## [How to complete this task]
List each line of the data that holds the string "current", please.

Data records: Begin

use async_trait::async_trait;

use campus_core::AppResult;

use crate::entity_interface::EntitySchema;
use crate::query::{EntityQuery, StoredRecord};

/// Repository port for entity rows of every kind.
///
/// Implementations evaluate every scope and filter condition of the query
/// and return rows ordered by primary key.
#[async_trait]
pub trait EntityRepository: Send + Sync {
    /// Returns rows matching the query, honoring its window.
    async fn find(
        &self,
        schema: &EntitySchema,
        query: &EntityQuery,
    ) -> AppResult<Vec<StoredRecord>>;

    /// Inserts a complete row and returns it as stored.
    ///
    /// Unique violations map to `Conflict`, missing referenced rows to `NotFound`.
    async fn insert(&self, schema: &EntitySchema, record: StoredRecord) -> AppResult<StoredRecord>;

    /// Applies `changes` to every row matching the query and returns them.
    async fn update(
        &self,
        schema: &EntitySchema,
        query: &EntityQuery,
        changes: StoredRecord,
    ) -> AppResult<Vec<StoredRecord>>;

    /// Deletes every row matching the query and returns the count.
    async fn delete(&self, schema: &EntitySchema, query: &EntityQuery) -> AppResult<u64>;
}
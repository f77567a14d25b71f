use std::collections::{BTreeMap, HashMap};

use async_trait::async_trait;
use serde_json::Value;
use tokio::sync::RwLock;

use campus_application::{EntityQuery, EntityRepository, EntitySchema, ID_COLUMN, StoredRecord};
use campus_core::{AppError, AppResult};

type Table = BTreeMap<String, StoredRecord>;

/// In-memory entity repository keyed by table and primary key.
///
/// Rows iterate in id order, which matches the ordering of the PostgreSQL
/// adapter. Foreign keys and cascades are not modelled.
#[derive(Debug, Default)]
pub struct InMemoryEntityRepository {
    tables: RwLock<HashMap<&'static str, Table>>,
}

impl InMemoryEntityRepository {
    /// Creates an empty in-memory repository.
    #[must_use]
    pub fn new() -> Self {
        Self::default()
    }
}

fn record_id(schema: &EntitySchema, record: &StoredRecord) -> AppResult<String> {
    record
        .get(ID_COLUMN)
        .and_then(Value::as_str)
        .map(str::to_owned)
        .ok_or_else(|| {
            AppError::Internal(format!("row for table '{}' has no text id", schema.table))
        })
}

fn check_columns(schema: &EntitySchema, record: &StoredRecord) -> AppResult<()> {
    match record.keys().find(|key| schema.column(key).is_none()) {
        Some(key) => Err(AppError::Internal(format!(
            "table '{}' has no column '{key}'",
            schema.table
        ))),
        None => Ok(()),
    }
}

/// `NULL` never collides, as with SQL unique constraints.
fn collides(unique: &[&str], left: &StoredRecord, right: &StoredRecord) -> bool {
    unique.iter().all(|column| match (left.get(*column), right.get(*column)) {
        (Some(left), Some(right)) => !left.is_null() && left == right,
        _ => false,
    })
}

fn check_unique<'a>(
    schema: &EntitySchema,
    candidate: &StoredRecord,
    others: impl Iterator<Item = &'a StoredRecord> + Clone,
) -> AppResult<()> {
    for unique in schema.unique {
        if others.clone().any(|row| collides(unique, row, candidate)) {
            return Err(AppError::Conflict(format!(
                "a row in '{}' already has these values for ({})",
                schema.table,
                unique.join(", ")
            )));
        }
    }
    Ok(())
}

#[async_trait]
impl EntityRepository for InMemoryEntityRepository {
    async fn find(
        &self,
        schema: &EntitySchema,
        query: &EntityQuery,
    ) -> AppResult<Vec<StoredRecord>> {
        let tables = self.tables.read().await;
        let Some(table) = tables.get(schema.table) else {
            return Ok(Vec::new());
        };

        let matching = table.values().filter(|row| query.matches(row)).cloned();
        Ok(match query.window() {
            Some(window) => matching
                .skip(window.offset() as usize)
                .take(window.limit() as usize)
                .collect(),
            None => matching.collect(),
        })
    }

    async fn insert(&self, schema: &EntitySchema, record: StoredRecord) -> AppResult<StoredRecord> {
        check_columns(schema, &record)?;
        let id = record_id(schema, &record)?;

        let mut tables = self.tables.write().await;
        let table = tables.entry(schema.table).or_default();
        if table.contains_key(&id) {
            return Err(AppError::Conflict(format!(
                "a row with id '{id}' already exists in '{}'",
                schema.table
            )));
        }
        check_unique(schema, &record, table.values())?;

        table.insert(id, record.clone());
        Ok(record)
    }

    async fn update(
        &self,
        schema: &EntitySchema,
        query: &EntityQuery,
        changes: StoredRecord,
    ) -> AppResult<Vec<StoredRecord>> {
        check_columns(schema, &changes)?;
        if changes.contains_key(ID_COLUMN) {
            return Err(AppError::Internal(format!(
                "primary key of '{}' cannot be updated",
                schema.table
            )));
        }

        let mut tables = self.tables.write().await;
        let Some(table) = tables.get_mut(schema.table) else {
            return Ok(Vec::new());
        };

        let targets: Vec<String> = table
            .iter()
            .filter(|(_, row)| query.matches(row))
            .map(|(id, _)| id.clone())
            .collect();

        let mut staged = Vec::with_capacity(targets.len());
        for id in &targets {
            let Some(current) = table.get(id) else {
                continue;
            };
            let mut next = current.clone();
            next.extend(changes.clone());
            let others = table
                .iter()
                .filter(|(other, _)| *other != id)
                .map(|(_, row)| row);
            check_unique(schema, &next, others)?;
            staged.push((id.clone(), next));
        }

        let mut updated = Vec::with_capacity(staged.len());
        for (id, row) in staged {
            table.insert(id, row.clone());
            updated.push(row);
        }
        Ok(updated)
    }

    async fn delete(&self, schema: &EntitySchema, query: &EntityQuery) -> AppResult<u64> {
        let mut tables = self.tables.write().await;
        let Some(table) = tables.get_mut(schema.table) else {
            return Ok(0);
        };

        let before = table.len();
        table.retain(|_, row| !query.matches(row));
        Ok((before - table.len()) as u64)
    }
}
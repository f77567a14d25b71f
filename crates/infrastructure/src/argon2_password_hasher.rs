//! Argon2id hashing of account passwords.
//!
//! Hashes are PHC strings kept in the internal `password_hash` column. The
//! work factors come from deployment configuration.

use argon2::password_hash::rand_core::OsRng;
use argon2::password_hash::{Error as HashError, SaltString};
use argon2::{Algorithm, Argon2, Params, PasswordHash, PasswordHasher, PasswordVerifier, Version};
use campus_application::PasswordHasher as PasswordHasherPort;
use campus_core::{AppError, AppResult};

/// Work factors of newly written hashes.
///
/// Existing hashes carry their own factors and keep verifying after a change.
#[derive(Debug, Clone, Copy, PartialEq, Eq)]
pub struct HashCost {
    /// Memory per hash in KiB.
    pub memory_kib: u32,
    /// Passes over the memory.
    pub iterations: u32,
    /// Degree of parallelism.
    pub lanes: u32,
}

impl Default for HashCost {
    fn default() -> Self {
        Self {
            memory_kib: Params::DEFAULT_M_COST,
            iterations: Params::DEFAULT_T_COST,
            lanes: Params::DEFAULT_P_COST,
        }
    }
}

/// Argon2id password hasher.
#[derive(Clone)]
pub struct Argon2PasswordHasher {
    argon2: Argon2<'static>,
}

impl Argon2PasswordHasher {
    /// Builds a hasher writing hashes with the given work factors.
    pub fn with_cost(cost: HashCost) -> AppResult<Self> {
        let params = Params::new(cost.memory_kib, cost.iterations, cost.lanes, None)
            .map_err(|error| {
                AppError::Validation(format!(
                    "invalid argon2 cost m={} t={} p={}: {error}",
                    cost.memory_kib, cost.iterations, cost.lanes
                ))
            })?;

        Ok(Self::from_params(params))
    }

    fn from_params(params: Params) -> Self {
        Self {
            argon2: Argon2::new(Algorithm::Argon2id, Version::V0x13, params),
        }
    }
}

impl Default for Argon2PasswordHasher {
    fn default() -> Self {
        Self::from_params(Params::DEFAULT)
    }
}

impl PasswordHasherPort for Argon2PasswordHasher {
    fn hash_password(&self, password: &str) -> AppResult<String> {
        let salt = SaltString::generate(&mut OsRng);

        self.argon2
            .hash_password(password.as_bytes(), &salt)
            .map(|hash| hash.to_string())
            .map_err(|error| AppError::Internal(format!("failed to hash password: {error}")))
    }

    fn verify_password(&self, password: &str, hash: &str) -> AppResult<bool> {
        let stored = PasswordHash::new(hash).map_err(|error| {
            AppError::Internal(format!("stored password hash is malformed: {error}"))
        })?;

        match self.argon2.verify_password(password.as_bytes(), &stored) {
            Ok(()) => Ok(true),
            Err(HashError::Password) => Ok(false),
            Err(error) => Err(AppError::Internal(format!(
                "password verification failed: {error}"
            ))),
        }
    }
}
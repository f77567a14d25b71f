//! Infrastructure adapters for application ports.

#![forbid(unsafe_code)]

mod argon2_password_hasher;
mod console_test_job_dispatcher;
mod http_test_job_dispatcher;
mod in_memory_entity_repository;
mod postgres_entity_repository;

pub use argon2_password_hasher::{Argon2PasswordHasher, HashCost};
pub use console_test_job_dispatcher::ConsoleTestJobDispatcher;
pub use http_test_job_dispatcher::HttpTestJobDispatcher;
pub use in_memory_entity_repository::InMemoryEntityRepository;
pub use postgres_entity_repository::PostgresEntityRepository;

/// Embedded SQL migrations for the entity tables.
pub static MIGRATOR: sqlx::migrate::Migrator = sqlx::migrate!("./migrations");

Data records: End

## [Answer to this task]
            let Some(current) = table.get(id) else {
            let mut next = current.clone();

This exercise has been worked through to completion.